▶ _GOAL OF THE EXERCISE_
Find each line below where the word "stderr" occurs, and copy it.

(Collection entries)
===
//! Logging initialization and configuration.
//!
//! Sets up the tracing subscriber and color control based on CLI flags and
//! environment variables.

use anyhow::Result;
use colored::control as color_control;
use tracing::Level;
use tracing_subscriber::FmtSubscriber;

use crate::cli::Cli;
use crate::output::OutputFormat;

/// Initialize the logging subsystem based on CLI flags.
///
/// Logs go to stderr. Informational logs are suppressed when the command
/// emits JSON, unless verbose or debug output was requested explicitly.
///
/// # Errors
///
/// Returns an error if the global tracing subscriber cannot be set.
pub fn initialize_logging(cli: &Cli) -> Result<()> {
    let explicit = cli.verbose || cli.debug;
    let machine_output = cli.command.format() == OutputFormat::Json;

    let level = if cli.debug {
        Level::DEBUG
    } else if cli.verbose {
        Level::INFO
    } else if cli.quiet || machine_output {
        Level::ERROR
    } else {
        Level::WARN
    };

    let subscriber = FmtSubscriber::builder()
        .with_max_level(level)
        .with_target(explicit)
        .with_thread_ids(false)
        .with_thread_names(false)
        .with_writer(std::io::stderr)
        .finish();

    tracing::subscriber::set_global_default(subscriber)?;

    let env_no_color = std::env::var_os("NO_COLOR").is_some();
    if cli.no_color || env_no_color || machine_output {
        color_control::set_override(false);
    }
    Ok(())
}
===
▶ _SOLUTION TO THE EXERCISE_
/// Logs go to stderr. Informational logs are suppressed when the command
        .with_writer(std::io::stderr)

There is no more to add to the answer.